Personal information
- Born: 11 June 1976 (age 50)
- Original team: Perth (WAFL)
- Debut: Round 15, 1998, Fremantle vs. Sydney, at Subiaco

Playing career^{1}
- Years: Club / Games (Goals)
- 1997–1998: Perth / 29 (21)
- 1998–2000: Fremantle / 5 (5)
- 1999: South Fremantle / 12 (30)
- 2000–2002: Perth / 43 (75)
- 2005–2006: Perth / 24 (46)
- Total:  / 113 (177)
- ^{1} Playing statistics correct to the end of 2006.

Career highlights
- Perth club captain: 2001-2002; Perth leading goal scorer: 2000, 2001, 2006; Western Australian state team: 1998, 2001; WAFL grand finalist: 1999;

= Paul Maher (footballer) =

Australian rules footballer

Paul Maher (born 11 June 1976) is a former professional Australian rules footballer who played for Fremantle in the Australian Football League (AFL) and for Perth and South Fremantle in the West Australian Football League (WAFL).

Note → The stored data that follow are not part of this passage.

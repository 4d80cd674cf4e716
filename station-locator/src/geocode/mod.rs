//! Address geocoding via a Nominatim-style text-search provider.
//!
//! The provider's own relevance ranking is trusted completely: the first
//! candidate wins, no local re-ranking. When a lookup comes back empty the
//! address is simplified (street-level detail dropped) and retried once,
//! and the multi-source chain adds a city-level last resort on top.

mod address;
mod client;
mod error;
mod resolver;

pub use address::{city_fallback, simplify};
pub use client::{GeocodeConfig, NominatimClient, SearchCandidate};
pub use error::GeocodeError;
pub use resolver::{Geocoder, SearchProvider};
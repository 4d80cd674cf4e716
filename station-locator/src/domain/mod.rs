//! Value types shared across the locator core.

mod coords;
mod route;
mod station;

pub use coords::Coordinates;
pub use route::RouteResult;
pub use station::Station;
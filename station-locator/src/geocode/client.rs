//! Nominatim text-search HTTP client.

use serde::Deserialize;

use super::error::GeocodeError;
use super::resolver::SearchProvider;

/// Default base URL for the geocoding provider.
const DEFAULT_BASE_URL: &str = "https://nominatim.openstreetmap.org";

/// Default country filter. The swap network operates in Vietnam only.
const DEFAULT_COUNTRY: &str = "vn";

/// Default number of candidates to request per query.
const DEFAULT_LIMIT: u8 = 5;

/// One candidate returned by the text-search endpoint.
///
/// Nominatim serializes coordinates as strings; parsing happens in the
/// [`Geocoder`](super::Geocoder), not here.
#[derive(Debug, Clone, Deserialize)]
pub struct SearchCandidate {
    pub lat: String,
    pub lon: String,
    pub display_name: String,
}

/// Configuration for the geocoding client.
#[derive(Debug, Clone)]
pub struct GeocodeConfig {
    /// Base URL for the provider (defaults to public Nominatim)
    pub base_url: String,
    /// ISO 3166-1 alpha-2 country filter
    pub country_code: String,
    /// Maximum candidates to request per query
    pub limit: u8,
    /// Identifying User-Agent, required by the Nominatim usage policy
    pub user_agent: String,
    /// Request timeout in seconds
    pub timeout_secs: u64,
}

impl GeocodeConfig {
    /// Set a custom base URL (for testing or a self-hosted instance).
    pub fn with_base_url(mut self, url: impl Into<String>) -> Self {
        self.base_url = url.into();
        self
    }

    /// Set the country filter.
    pub fn with_country(mut self, code: impl Into<String>) -> Self {
        self.country_code = code.into();
        self
    }

    /// Set the request timeout.
    pub fn with_timeout(mut self, secs: u64) -> Self {
        self.timeout_secs = secs;
        self
    }
}

impl Default for GeocodeConfig {
    fn default() -> Self {
        Self {
            base_url: DEFAULT_BASE_URL.to_string(),
            country_code: DEFAULT_COUNTRY.to_string(),
            limit: DEFAULT_LIMIT,
            user_agent: concat!("station-locator/", env!("CARGO_PKG_VERSION")).to_string(),
            timeout_secs: 10,
        }
    }
}

/// HTTP client for the Nominatim search endpoint.
#[derive(Debug, Clone)]
pub struct NominatimClient {
    http: reqwest::Client,
    base_url: String,
    country_code: String,
    limit: u8,
}

impl NominatimClient {
    /// Create a new geocoding client.
    pub fn new(config: GeocodeConfig) -> Result<Self, GeocodeError> {
        let http = reqwest::Client::builder()
            .user_agent(&config.user_agent)
            .timeout(std::time::Duration::from_secs(config.timeout_secs))
            .build()?;

        Ok(Self {
            http,
            base_url: config.base_url,
            country_code: config.country_code,
            limit: config.limit,
        })
    }

    /// Run one text-search query, returning the provider's ranked candidates.
    ///
    /// An empty vector means the provider found nothing; fallback policy
    /// lives in the [`Geocoder`](super::Geocoder), not here.
    pub async fn search(&self, query: &str) -> Result<Vec<SearchCandidate>, GeocodeError> {
        let url = format!("{}/search", self.base_url);

        let response = self
            .http
            .get(&url)
            .query(&[
                ("q", query.to_string()),
                ("format", "jsonv2".to_string()),
                ("limit", self.limit.to_string()),
                ("countrycodes", self.country_code.clone()),
                ("addressdetails", "1".to_string()),
            ])
            .send()
            .await?;

        let status = response.status();

        if status == reqwest::StatusCode::TOO_MANY_REQUESTS {
            return Err(GeocodeError::RateLimited);
        }

        if status == reqwest::StatusCode::FORBIDDEN {
            return Err(GeocodeError::Forbidden);
        }

        if !status.is_success() {
            let body = response.text().await.unwrap_or_default();
            return Err(GeocodeError::Api {
                status: status.as_u16(),
                message: body,
            });
        }

        let body = response.text().await?;

        serde_json::from_str(&body).map_err(|e| GeocodeError::Json {
            message: e.to_string(),
        })
    }
}

impl SearchProvider for NominatimClient {
    async fn search(&self, query: &str) -> Result<Vec<SearchCandidate>, GeocodeError> {
        NominatimClient::search(self, query).await
    }
}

After a promising debut WAFL season with Perth in 1997, Maher was the 21st selection in the 1998 AFL rookie draft.

Maher was elevated from the rookie list midway through the 1998 AFL season, but suffered a bad knee injury in just his third AFL game, Round 17, 1998 against Adelaide at Subiaco Oval. Maher would play two more AFL games late in 1999 but could not regain his form and was delisted after not playing an AFL game in 2000.

Maher continued his playing career in the WAFL with Perth, captaining the club in 2001 and 2002, before retiring at the end of the 2006 season.

In 2008 and 2009 Maher was the reserves coach at the Perth Football Club in the WAFL.